Mirabile Dictu! Central Bankers Getting Concerned About Bank Capital Levels Rather Late in the Reform Game
Something very peculiar is afoot. Well after the bank regulatory reform debate was supposedly settled, central bankers seem to be reopening that discussion. It’s puzzling because the very reason the banks won so decisively was that central bankers were not prepared to get all that tough with their charges.
I’m not clear what has led central bankers to get a bit of religion. Is it the spectacle of the Bank of England talking about breaking up the banks (they won’t get their way thanks to bank lobbyist working over the Independent Banking Commission, but no one doubted their sincerity)?
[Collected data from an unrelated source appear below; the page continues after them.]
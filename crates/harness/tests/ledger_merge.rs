use std::sync::Arc;

use parking_lot::Mutex;
use rowstage_core::{ChangeKind, RowEdit, SessionId};
use rowstage_engine::{EngineError, LedgerEventKind, RecordOutcome};
use rowstage_harness::{TestSandbox, int, key, orders, row, text, users};

fn keyed_sandbox() -> Result<TestSandbox, EngineError> {
    let sandbox = TestSandbox::new()?;
    sandbox.engine.set_key_columns(users(), vec!["id".into()]);
    sandbox.engine.set_key_columns(orders(), vec!["id".into()]);
    Ok(sandbox)
}

// ============================================================================
// Merge rules
// ============================================================================

#[test]
fn insert_then_update_stays_one_insert() -> Result<(), Box<dyn std::error::Error>> {
    let sandbox = keyed_sandbox()?;
    sandbox.insert(users(), row([("id", int(1)), ("name", text("a"))]))?;
    let outcome = sandbox.update(
        users(),
        Some(key([("id", int(1))])),
        row([("name", text("a"))]),
        row([("name", text("b"))]),
    )?;
    assert!(matches!(outcome, RecordOutcome::Merged(_)));

    let changes = sandbox.engine.changes(&sandbox.session);
    assert_eq!(changes.len(), 1);
    assert_eq!(changes[0].kind, ChangeKind::Insert);
    assert_eq!(
        changes[0].new_values,
        Some(row([("id", int(1)), ("name", text("b"))]))
    );
    Ok(())
}

#[test]
fn update_then_delete_keeps_the_true_original() -> Result<(), Box<dyn std::error::Error>> {
    let sandbox = keyed_sandbox()?;
    sandbox.update(
        users(),
        Some(key([("id", int(5))])),
        row([("x", int(1))]),
        row([("x", int(2))]),
    )?;
    let outcome = sandbox.delete(users(), Some(key([("id", int(5))])), row([]))?;
    assert!(matches!(outcome, RecordOutcome::Replaced(_)));

    let changes = sandbox.engine.changes(&sandbox.session);
    assert_eq!(changes.len(), 1);
    assert_eq!(changes[0].kind, ChangeKind::Delete);
    assert_eq!(changes[0].old_values, Some(row([("x", int(1))])));
    assert_eq!(changes[0].new_values, None);
    Ok(())
}

#[test]
fn insert_then_delete_cancels_out() -> Result<(), Box<dyn std::error::Error>> {
    let sandbox = keyed_sandbox()?;
    sandbox.insert(orders(), row([("id", int(10)), ("total", int(99))]))?;
    sandbox.insert(users(), row([("id", int(7)), ("name", text("z"))]))?;
    assert_eq!(sandbox.engine.changes(&sandbox.session).len(), 2);

    let outcome = sandbox.delete(users(), Some(key([("id", int(7))])), row([("name", text("z"))]))?;
    assert!(matches!(outcome, RecordOutcome::Cancelled(_)));

    let changes = sandbox.engine.changes(&sandbox.session);
    assert_eq!(changes.len(), 1);
    assert_eq!(changes[0].table, orders());
    Ok(())
}

#[test]
fn repeated_updates_diff_against_the_first_pre_image() -> Result<(), Box<dyn std::error::Error>> {
    let sandbox = keyed_sandbox()?;
    let pk = Some(key([("id", int(3))]));
    sandbox.update(users(), pk.clone(), row([("x", int(1))]), row([("x", int(2))]))?;
    sandbox.update(users(), pk.clone(), row([("x", int(2))]), row([("x", int(3))]))?;
    sandbox.update(
        users(),
        pk,
        row([("x", int(3)), ("y", text("old"))]),
        row([("y", text("new"))]),
    )?;

    let changes = sandbox.engine.changes(&sandbox.session);
    assert_eq!(changes.len(), 1);
    assert_eq!(
        changes[0].old_values,
        Some(row([("x", int(1)), ("y", text("old"))]))
    );
    assert_eq!(
        changes[0].new_values,
        Some(row([("x", int(3)), ("y", text("new"))]))
    );
    Ok(())
}

#[test]
fn deleted_row_rejects_edits_until_undone() -> Result<(), Box<dyn std::error::Error>> {
    let sandbox = keyed_sandbox()?;
    let pk = Some(key([("id", int(9))]));
    let deleted = sandbox.delete(users(), pk.clone(), row([("name", text("n"))]))?;

    let result = sandbox.update(users(), pk.clone(), row([("name", text("n"))]), row([("name", text("m"))]));
    assert!(matches!(result, Err(EngineError::Conflict { .. })));
    let result = sandbox.delete(users(), pk.clone(), row([]));
    assert!(matches!(result, Err(EngineError::Conflict { .. })));
    assert_eq!(sandbox.engine.changes(&sandbox.session).len(), 1);

    sandbox.engine.remove(&sandbox.session, deleted.change_id())?;
    let outcome = sandbox.update(users(), pk, row([("name", text("n"))]), row([("name", text("m"))]))?;
    assert!(matches!(outcome, RecordOutcome::Appended(_)));
    Ok(())
}

#[test]
fn keyed_insert_collision_is_a_conflict() -> Result<(), Box<dyn std::error::Error>> {
    let sandbox = keyed_sandbox()?;
    sandbox.insert(users(), row([("id", int(1)), ("name", text("a"))]))?;
    let result = sandbox.insert(users(), row([("id", int(1)), ("name", text("b"))]));
    assert!(matches!(result, Err(EngineError::Conflict { .. })));
    Ok(())
}

#[test]
fn keyless_rows_merge_by_full_row_image() -> Result<(), Box<dyn std::error::Error>> {
    let sandbox = TestSandbox::new()?;
    let original = row([("label", text("a")), ("qty", int(1))]);
    sandbox.update(users(), None, original.clone(), row([("qty", int(2))]))?;

    // The view now shows qty = 2 and addresses the next edit by that image.
    let shown = row([("label", text("a")), ("qty", int(2))]);
    let outcome = sandbox.delete(users(), None, shown)?;
    assert!(matches!(outcome, RecordOutcome::Replaced(_)));

    let changes = sandbox.engine.changes(&sandbox.session);
    assert_eq!(changes.len(), 1);
    assert_eq!(changes[0].old_values, Some(original));
    Ok(())
}

#[test]
fn update_without_any_address_is_rejected() -> Result<(), Box<dyn std::error::Error>> {
    let sandbox = TestSandbox::new()?;
    let result = sandbox.update(users(), None, row([]), row([("name", text("x"))]));
    assert!(matches!(result, Err(EngineError::Addressing { .. })));
    assert!(sandbox.engine.changes(&sandbox.session).is_empty());
    Ok(())
}

// ============================================================================
// Session lifecycle and listing
// ============================================================================

#[test]
fn inactive_session_does_not_record() -> Result<(), Box<dyn std::error::Error>> {
    let sandbox = keyed_sandbox()?;
    sandbox.insert(users(), row([("id", int(1))]))?;
    sandbox.engine.deactivate(&sandbox.session, false)?;
    assert!(!sandbox.engine.is_active(&sandbox.session));
    assert_eq!(sandbox.engine.changes(&sandbox.session).len(), 1);

    let result = sandbox.insert(users(), row([("id", int(2))]));
    assert!(matches!(result, Err(EngineError::SessionInactive(_))));

    sandbox.engine.activate(&sandbox.session)?;
    sandbox.engine.deactivate(&sandbox.session, true)?;
    assert!(sandbox.engine.changes(&sandbox.session).is_empty());
    Ok(())
}

#[test]
fn grouped_listing_follows_first_change_per_table() -> Result<(), Box<dyn std::error::Error>> {
    let sandbox = keyed_sandbox()?;
    sandbox.insert(orders(), row([("id", int(1))]))?;
    sandbox.insert(users(), row([("id", int(1))]))?;
    sandbox.update(users(), Some(key([("id", int(2))])), row([("n", int(0))]), row([("n", int(1))]))?;
    sandbox.delete(orders(), Some(key([("id", int(3))])), row([("total", int(5))]))?;

    let groups = sandbox.engine.list_grouped(&sandbox.session);
    assert_eq!(groups.len(), 2);
    assert_eq!(groups[0].table, orders());
    assert_eq!((groups[0].inserts, groups[0].updates, groups[0].deletes), (1, 0, 1));
    assert_eq!(groups[1].table, users());
    assert_eq!((groups[1].inserts, groups[1].updates, groups[1].deletes), (1, 1, 0));
    assert_eq!(groups[1].display_name, "app.users");

    assert_eq!(sandbox.engine.clear_table(&sandbox.session, &orders())?, 2);
    assert_eq!(sandbox.engine.list_grouped(&sandbox.session).len(), 1);
    assert_eq!(sandbox.engine.clear_all(&sandbox.session)?, 2);
    Ok(())
}

#[test]
fn sessions_never_share_changes() -> Result<(), Box<dyn std::error::Error>> {
    let sandbox = keyed_sandbox()?;
    let other = SessionId::new("session-2");
    sandbox.engine.activate(&other)?;

    sandbox.insert(users(), row([("id", int(1))]))?;
    sandbox
        .engine
        .record(&other, RowEdit::insert(users(), row([("id", int(1))])))?;

    assert_eq!(sandbox.engine.changes(&sandbox.session).len(), 1);
    assert_eq!(sandbox.engine.changes(&other).len(), 1);
    sandbox.engine.clear_all(&other)?;
    assert_eq!(sandbox.engine.changes(&sandbox.session).len(), 1);
    Ok(())
}

// ============================================================================
// Subscriptions
// ============================================================================

#[test]
fn subscribers_see_every_mutation_with_its_session() -> Result<(), Box<dyn std::error::Error>> {
    let sandbox = keyed_sandbox()?;
    let other = SessionId::new("session-2");
    let seen = Arc::new(Mutex::new(Vec::new()));

    let sink = seen.clone();
    let watched = sandbox.session.clone();
    let subscription = sandbox.engine.subscribe(move |event| {
        if event.session_id == watched {
            sink.lock().push(event.kind.clone());
        }
    });

    let recorded = sandbox.insert(users(), row([("id", int(1))]))?;
    sandbox.engine.activate(&other)?;
    sandbox.engine.remove(&sandbox.session, recorded.change_id())?;

    assert_eq!(
        *seen.lock(),
        vec![
            LedgerEventKind::Recorded(recorded),
            LedgerEventKind::Removed(recorded.change_id()),
        ]
    );

    drop(subscription);
    sandbox.insert(users(), row([("id", int(2))]))?;
    assert_eq!(seen.lock().len(), 2);
    Ok(())
}

#[test]
fn listener_can_query_grouped_changes_during_dispatch() -> Result<(), Box<dyn std::error::Error>> {
    let sandbox = keyed_sandbox()?;
    let totals = Arc::new(Mutex::new(Vec::new()));

    let ledger = sandbox.engine.ledger().clone();
    let sink = totals.clone();
    let _subscription = sandbox.engine.subscribe(move |event| {
        let total: usize = ledger.list_grouped(&event.session_id).iter().map(|g| g.total()).sum();
        sink.lock().push(total);
    });

    sandbox.insert(users(), row([("id", int(1))]))?;
    sandbox.insert(orders(), row([("id", int(1))]))?;
    assert_eq!(*totals.lock(), vec![1, 2]);
    Ok(())
}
Or the Swiss National Bank imposing 19% capital requirements, which as we discussed, is likely to lead to the investment banking are of UBS being domiciled elsewhere (assuming a country capable of bailing it out will have it)? Or perhaps it is central bankers being forced to recognize that their Plan A of extend and pretend and super low interest rates simply won’t lead banks getting to meaningfully higher capital levels when the staff continues to take egregious amounts out in compensation? Or have they realized how bad bank balance sheets are in the Eurozone and how tight the linkages still are among the major capital markets players, and they belatedly realize they need them to be much more shock resistant?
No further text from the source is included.